[Saved data entries]

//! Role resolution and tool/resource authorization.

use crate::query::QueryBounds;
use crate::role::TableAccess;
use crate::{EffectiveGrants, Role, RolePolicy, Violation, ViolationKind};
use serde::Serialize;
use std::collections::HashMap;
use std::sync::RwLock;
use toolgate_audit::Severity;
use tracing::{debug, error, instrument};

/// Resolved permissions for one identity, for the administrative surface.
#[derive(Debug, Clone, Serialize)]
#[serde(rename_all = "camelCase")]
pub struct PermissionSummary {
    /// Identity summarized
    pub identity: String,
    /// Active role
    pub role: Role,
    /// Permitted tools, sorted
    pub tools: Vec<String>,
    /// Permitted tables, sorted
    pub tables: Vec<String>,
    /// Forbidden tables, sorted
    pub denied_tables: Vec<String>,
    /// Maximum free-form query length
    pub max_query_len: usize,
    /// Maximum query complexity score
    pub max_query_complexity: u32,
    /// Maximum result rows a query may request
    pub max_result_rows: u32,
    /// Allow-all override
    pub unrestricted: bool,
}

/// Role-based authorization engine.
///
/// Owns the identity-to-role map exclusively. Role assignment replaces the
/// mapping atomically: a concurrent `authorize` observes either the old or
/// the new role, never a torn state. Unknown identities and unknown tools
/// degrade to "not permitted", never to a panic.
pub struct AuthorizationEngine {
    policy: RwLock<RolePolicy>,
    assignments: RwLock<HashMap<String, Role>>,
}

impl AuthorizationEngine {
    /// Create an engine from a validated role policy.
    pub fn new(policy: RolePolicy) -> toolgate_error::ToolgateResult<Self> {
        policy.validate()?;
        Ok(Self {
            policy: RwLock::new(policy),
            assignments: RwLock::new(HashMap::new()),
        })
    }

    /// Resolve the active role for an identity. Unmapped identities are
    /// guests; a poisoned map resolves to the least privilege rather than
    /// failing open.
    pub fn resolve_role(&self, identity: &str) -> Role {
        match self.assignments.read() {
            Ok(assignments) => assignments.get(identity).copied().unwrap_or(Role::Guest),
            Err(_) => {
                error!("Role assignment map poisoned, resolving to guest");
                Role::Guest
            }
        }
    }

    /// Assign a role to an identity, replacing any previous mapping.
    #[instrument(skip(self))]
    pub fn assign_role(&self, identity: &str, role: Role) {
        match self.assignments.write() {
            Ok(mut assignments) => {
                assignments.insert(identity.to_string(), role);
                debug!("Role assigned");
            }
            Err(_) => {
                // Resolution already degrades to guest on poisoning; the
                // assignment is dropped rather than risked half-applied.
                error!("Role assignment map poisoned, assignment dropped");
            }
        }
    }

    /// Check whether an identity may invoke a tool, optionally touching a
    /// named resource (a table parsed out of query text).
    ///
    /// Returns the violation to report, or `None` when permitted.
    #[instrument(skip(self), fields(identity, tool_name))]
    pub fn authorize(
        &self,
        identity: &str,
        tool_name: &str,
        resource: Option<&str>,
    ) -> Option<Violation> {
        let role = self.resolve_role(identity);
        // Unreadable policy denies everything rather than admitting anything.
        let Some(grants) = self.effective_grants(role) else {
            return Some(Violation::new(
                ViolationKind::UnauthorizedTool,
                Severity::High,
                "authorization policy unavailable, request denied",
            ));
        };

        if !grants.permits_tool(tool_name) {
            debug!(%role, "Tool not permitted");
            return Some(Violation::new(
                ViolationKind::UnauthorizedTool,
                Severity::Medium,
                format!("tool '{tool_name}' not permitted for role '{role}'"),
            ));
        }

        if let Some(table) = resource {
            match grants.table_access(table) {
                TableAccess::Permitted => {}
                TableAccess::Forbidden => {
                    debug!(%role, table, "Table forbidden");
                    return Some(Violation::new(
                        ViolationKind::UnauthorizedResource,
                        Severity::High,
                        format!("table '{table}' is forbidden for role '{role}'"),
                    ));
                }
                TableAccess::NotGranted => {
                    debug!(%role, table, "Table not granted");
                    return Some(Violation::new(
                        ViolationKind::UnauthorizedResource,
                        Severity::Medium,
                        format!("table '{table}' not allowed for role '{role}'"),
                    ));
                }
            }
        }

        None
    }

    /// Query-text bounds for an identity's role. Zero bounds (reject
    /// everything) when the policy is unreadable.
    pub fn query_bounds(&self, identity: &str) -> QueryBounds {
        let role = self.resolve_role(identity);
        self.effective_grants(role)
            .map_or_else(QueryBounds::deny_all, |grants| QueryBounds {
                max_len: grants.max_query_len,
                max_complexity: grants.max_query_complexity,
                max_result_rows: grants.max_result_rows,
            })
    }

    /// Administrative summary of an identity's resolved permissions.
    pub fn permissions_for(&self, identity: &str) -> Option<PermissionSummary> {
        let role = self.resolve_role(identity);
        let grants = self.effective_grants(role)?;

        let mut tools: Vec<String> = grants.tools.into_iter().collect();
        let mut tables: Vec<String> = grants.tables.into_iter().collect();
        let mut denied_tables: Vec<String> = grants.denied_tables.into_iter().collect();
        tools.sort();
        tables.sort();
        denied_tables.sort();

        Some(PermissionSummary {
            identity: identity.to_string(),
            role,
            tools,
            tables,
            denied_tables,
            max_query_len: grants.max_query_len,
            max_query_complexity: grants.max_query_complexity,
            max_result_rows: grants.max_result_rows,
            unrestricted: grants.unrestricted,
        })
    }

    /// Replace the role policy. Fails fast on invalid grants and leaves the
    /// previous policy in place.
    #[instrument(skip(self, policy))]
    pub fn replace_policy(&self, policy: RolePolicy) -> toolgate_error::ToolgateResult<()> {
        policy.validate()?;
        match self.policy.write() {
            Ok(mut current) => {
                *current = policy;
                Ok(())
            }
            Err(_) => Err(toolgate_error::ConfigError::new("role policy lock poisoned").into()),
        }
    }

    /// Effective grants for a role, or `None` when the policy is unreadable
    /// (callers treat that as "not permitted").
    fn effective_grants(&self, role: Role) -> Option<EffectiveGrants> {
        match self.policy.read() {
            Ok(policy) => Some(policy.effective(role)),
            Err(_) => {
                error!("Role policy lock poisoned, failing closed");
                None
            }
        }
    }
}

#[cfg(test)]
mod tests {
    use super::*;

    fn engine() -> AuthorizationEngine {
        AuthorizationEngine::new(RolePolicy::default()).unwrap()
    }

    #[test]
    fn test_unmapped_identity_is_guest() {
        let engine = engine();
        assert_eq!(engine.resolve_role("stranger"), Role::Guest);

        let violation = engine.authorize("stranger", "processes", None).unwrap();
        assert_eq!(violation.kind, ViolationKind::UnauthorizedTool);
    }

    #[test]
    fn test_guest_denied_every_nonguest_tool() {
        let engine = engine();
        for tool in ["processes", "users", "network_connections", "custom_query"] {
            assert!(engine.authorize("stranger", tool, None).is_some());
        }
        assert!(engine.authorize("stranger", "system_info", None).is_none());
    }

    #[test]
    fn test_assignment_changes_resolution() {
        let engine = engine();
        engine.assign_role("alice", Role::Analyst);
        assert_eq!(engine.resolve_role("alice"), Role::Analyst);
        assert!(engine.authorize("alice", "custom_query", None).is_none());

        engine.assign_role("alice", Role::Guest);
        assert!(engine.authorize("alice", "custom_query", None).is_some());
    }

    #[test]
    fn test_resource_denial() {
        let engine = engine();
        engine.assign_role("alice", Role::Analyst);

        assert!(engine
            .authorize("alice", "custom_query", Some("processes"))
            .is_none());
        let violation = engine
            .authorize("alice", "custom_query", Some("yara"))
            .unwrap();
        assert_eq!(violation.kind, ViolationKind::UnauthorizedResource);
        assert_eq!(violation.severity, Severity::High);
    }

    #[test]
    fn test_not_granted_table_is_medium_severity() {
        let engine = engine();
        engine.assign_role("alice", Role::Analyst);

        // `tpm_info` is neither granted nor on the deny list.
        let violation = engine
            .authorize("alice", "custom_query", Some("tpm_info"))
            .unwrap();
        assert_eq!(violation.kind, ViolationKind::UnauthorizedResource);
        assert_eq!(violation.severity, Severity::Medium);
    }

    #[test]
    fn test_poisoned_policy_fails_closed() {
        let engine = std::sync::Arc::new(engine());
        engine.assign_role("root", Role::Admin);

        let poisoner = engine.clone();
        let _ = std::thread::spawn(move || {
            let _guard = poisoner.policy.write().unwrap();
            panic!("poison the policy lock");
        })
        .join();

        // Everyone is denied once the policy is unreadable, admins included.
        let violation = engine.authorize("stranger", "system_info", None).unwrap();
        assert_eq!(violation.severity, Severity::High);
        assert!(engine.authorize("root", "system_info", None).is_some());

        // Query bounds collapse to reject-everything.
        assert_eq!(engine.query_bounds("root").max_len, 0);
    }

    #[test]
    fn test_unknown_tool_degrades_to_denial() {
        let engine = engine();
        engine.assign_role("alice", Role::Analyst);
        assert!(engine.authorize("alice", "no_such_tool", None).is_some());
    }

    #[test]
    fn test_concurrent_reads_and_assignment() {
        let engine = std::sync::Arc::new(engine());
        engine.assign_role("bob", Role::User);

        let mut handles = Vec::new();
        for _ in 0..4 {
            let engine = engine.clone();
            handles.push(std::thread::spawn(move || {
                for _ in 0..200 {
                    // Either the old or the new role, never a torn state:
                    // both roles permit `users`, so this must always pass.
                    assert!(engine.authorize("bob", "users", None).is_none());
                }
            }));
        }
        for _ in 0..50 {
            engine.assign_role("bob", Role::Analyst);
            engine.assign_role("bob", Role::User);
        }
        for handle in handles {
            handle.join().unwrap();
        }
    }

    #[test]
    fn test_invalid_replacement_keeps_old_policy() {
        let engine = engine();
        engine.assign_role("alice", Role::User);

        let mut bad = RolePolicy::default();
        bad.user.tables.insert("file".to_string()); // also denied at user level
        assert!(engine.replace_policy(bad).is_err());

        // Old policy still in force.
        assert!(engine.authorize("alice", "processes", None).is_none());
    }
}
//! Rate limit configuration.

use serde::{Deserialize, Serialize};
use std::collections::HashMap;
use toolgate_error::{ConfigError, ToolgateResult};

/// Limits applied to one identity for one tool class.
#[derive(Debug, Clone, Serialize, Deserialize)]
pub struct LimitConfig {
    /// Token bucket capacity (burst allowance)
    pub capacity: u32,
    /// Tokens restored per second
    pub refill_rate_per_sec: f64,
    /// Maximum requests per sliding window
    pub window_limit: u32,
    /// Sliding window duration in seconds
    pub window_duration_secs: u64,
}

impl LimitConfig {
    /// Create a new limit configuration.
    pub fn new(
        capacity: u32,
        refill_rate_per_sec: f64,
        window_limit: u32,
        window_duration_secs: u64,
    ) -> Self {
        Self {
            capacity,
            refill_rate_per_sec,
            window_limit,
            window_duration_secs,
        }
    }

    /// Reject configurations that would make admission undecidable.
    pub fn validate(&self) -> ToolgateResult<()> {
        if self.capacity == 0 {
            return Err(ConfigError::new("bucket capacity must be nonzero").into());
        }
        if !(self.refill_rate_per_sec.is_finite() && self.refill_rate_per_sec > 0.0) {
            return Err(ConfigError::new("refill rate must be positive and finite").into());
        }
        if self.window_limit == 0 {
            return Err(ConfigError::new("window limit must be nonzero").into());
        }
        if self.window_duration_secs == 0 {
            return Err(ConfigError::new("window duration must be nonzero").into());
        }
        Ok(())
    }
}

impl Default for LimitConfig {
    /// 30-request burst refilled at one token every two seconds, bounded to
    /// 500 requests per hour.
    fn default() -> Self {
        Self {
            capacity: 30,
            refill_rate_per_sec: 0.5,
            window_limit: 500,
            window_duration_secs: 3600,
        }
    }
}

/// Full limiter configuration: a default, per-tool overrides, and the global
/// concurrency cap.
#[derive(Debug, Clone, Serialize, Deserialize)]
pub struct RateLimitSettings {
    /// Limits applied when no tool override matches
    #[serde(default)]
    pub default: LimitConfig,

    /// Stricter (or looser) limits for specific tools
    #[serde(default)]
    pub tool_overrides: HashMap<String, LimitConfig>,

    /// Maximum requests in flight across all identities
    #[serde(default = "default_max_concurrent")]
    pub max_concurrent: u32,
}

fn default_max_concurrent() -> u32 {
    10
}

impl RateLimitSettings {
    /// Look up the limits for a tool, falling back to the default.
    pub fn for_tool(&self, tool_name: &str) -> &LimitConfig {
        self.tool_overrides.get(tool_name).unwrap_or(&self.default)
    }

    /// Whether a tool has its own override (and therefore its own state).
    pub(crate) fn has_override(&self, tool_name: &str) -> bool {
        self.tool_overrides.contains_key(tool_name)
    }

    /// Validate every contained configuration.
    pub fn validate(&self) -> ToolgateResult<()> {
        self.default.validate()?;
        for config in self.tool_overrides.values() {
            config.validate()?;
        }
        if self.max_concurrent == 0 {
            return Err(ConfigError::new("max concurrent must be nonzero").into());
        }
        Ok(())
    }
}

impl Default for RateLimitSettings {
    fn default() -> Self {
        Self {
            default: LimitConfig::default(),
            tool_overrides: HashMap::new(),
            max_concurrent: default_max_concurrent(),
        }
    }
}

=== What the task requires ===
The lines from the beginning of the records through the line containing "use std::sync::RwLock;" should be reproduced exactly. Include nothing else.

=== Result of this exercise ===
//! Role resolution and tool/resource authorization.

use crate::query::QueryBounds;
use crate::role::TableAccess;
use crate::{EffectiveGrants, Role, RolePolicy, Violation, ViolationKind};
use serde::Serialize;
use std::collections::HashMap;
use std::sync::RwLock;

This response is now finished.